人类偏好结果显示我们的模型与 HunyuanVideo 11B 和 Step-Video 30B 相当。

凭借强大的性能,Open-Sora 2.0 具有成本效益。

## 致谢
这里我们仅列出了部分项目。关于其他工作和数据集,请参阅我们的报告。
- [ColossalAI](https://github.com/hpcaitech/ColossalAI):一个强大的大模型并行加速和优化系统。
- [DiT](https://github.com/facebookresearch/DiT):基于 Transformers 的可扩展扩散模型。
- [OpenDiT](https://github.com/NUS-HPC-AI-Lab/OpenDiT):DiT 训练的加速方案。我们采用了 OpenDiT 中宝贵的加速策略来推进训练进度。

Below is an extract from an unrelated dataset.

//! WebSocket models

mod ws_context;

pub use ws_context::WsContext;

- [PixArt](https://github.com/PixArt-alpha/PixArt-alpha):一个开源的基于 DiT 的文本生成图像模型。
- [Flux](https://github.com/black-forest-labs/flux):一个强大的文本生成图像模型。
- [Latte](https://github.com/Vchitect/Latte):高效训练视频 DiT 的一种尝试。

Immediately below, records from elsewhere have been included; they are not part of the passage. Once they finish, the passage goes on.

use itemstream_commons::MutationAction;
use serde::{Deserialize, Serialize};
use serde_json::Value;

/// Mutation notification as published by the host store.
///
/// `event` is `<namespace>.<action>`, e.g. `items.update`. Creates carry
/// `key`, updates carry `keys`, deletes carry the deleted keys in `payload`.
#[derive(Debug, Clone, PartialEq, Serialize, Deserialize)]
pub struct ItemEvent {
    pub event: String,
    pub collection: String,
    #[serde(default, skip_serializing_if = "Option::is_none")]
    pub key: Option<Value>,
    #[serde(default, skip_serializing_if = "Option::is_none")]
    pub keys: Option<Vec<Value>>,
    #[serde(default)]
    pub payload: Value,
}

impl ItemEvent {
    pub fn new(event: impl Into<String>, collection: impl Into<String>) -> Self {
        Self {
            event: event.into(),
            collection: collection.into(),
            key: None,
            keys: None,
            payload: Value::Null,
        }
    }

    pub fn with_key(mut self, key: Value) -> Self {
        self.key = Some(key);
        self
    }

    pub fn with_keys(mut self, keys: Vec<Value>) -> Self {
        self.keys = Some(keys);
        self
    }

    pub fn with_payload(mut self, payload: Value) -> Self {
        self.payload = payload;
        self
    }

    /// Split `event` into namespace and action
    pub fn parts(&self) -> Option<(&str, MutationAction)> {
        let (namespace, action) = self.event.rsplit_once('.')?;
        Some((namespace, MutationAction::from_event_suffix(action)?))
    }
}

/// Change fed into subscription dispatch
#[derive(Debug, Clone, PartialEq)]
pub struct MutationEvent {
    pub action: MutationAction,
    pub collection: String,
    pub key: Option<Value>,
    pub keys: Option<Vec<Value>>,
    pub payload: Value,
}

impl MutationEvent {
    pub fn new(action: MutationAction, collection: impl Into<String>) -> Self {
        Self {
            action,
            collection: collection.into(),
            key: None,
            keys: None,
            payload: Value::Null,
        }
    }

    pub fn with_key(mut self, key: Value) -> Self {
        self.key = Some(key);
        self
    }

    pub fn with_keys(mut self, keys: Vec<Value>) -> Self {
        self.keys = Some(keys);
        self
    }

    pub fn with_payload(mut self, payload: Value) -> Self {
        self.payload = payload;
        self
    }

    /// Affected keys: `[key]` for single-key events, otherwise `keys`
    pub fn affected_keys(&self) -> Vec<Value> {
        match (&self.key, &self.keys) {
            (Some(key), _) => vec![key.clone()],
            (None, Some(keys)) => keys.clone(),
            (None, None) => match &self.payload {
                Value::Array(keys) if self.action == MutationAction::Delete => keys.clone(),
                _ => Vec::new(),
            },
        }
    }

    /// Single-key events deliver one record instead of an array
    #[inline]
    pub fn is_single(&self) -> bool {
        self.key.is_some()
    }
}

#[cfg(test)]
mod tests {
    use super::*;
    use serde_json::json;

    #[test]
    fn test_event_parts() {
        let event = ItemEvent::new("items.update", "articles");
        assert_eq!(event.parts(), Some(("items", MutationAction::Update)));

        assert_eq!(ItemEvent::new("items.sort", "articles").parts(), None);
        assert_eq!(ItemEvent::new("update", "articles").parts(), None);
    }

    #[test]
    fn test_affected_keys() {
        let single = MutationEvent::new(MutationAction::Create, "articles").with_key(json!(1));
        assert_eq!(single.affected_keys(), vec![json!(1)]);
        assert!(single.is_single());

        let many = MutationEvent::new(MutationAction::Update, "articles")
            .with_keys(vec![json!(1), json!(2)]);
        assert_eq!(many.affected_keys().len(), 2);
        assert!(!many.is_single());

        let deleted = MutationEvent::new(MutationAction::Delete, "articles")
            .with_payload(json!(["4", "5"]));
        assert_eq!(deleted.affected_keys(), vec![json!("4"), json!("5")]);
    }
}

- [HunyuanVideo](https://github.com/Tencent/HunyuanVideo/tree/main?tab=readme-ov-file):开源文本生成视频模型。
- [StabilityAI VAE](https://huggingface.co/stabilityai/sd-vae-ft-mse-original):一个强大的图像 VAE 模型。
- [DC-AE](https://github.com/mit-han-lab/efficientvit):用于图像压缩的深度压缩自动编码器。

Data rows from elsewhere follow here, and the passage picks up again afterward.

use std::sync::atomic::{AtomicBool, Ordering};
use std::sync::{Arc, Weak};

use itemstream_commons::{ConnectionId, Query};
use serde_json::Value;

use super::connection::Connection;
use crate::gateway::key_string;

/// Per-subscription settings taken from the SUBSCRIBE message
#[derive(Debug, Clone, Default, PartialEq)]
pub struct SubscriptionOptions {
    /// Only changes to this record are delivered
    pub id: Option<Value>,
    pub query: Query,
    pub uid: Option<String>,
}

/// What an unsubscribe call removes for a connection
#[derive(Debug, Clone, PartialEq, Eq)]
pub enum UnsubscribeScope {
    /// Every subscription of the connection
    All,
    /// The subscription registered with this uid
    Uid(String),
    /// Every subscription of the connection on this collection
    Collection(String),
}

/// One registered interest of a connection in a collection
#[derive(Debug)]
pub struct Subscription {
    pub(crate) id: u64,
    pub(crate) connection_id: ConnectionId,
    pub(crate) connection: Weak<Connection>,
    pub(crate) collection: String,
    pub(crate) options: SubscriptionOptions,
    active: AtomicBool,
}

impl Subscription {
    pub(crate) fn new(
        id: u64,
        collection: String,
        connection: &Arc<Connection>,
        options: SubscriptionOptions,
    ) -> Self {
        Self {
            id,
            connection_id: connection.id().clone(),
            connection: Arc::downgrade(connection),
            collection,
            options,
            active: AtomicBool::new(true),
        }
    }

    pub fn id(&self) -> u64 {
        self.id
    }

    pub fn connection_id(&self) -> &ConnectionId {
        &self.connection_id
    }

    pub fn collection(&self) -> &str {
        &self.collection
    }

    pub fn uid(&self) -> Option<&str> {
        self.options.uid.as_deref()
    }

    pub fn target(&self) -> Option<&Value> {
        self.options.id.as_ref()
    }

    pub fn query(&self) -> &Query {
        &self.options.query
    }

    /// Owning connection, if it is still alive
    pub fn connection(&self) -> Option<Arc<Connection>> {
        self.connection.upgrade()
    }

    #[inline]
    pub fn is_active(&self) -> bool {
        self.active.load(Ordering::Acquire)
    }

    pub(crate) fn deactivate(&self) {
        self.active.store(false, Ordering::Release);
    }

    pub(crate) fn matches_scope(&self, connection_id: &ConnectionId, scope: &UnsubscribeScope) -> bool {
        if self.connection_id != *connection_id {
            return false;
        }
        match scope {
            UnsubscribeScope::All => true,
            UnsubscribeScope::Uid(uid) => self.uid() == Some(uid.as_str()),
            UnsubscribeScope::Collection(collection) => self.collection == *collection,
        }
    }

    /// Whether a change to `keys` concerns this subscription
    pub fn watches_any(&self, keys: &[Value]) -> bool {
        match &self.options.id {
            None => true,
            Some(target) => {
                let target = key_string(target);
                keys.iter().any(|k| key_string(k) == target)
            },
        }
    }
}

/// Outcome of one dispatch call
#[derive(Debug, Clone, Copy, Default, PartialEq, Eq)]
pub struct DispatchReport {
    /// SUBSCRIPTION frames queued
    pub delivered: usize,
    /// Subscriptions not concerned, inactive, gone, or with an empty re-read
    pub skipped: usize,
    /// Re-reads or sends that failed
    pub failed: usize,
}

- [CLIP](https://github.com/openai/CLIP):一个强大的文本-图像嵌入模型。
- [T5](https://github.com/google-research/text-to-text-transfer-transformer):一个强大的文本编码器。
- [LLaVA](https://github.com/haotian-liu/LLaVA):一个基于 [Mistral-7B](https://huggingface.co/mistralai/Mistral-7B-v0.1) 和 [Yi-34B](https://huggingface.co/01-ai/Yi-34B) 的强大图像描述模型。
- [PLLaVA](https://github.com/magic-research/PLLaVA):一个强大的视频描述模型。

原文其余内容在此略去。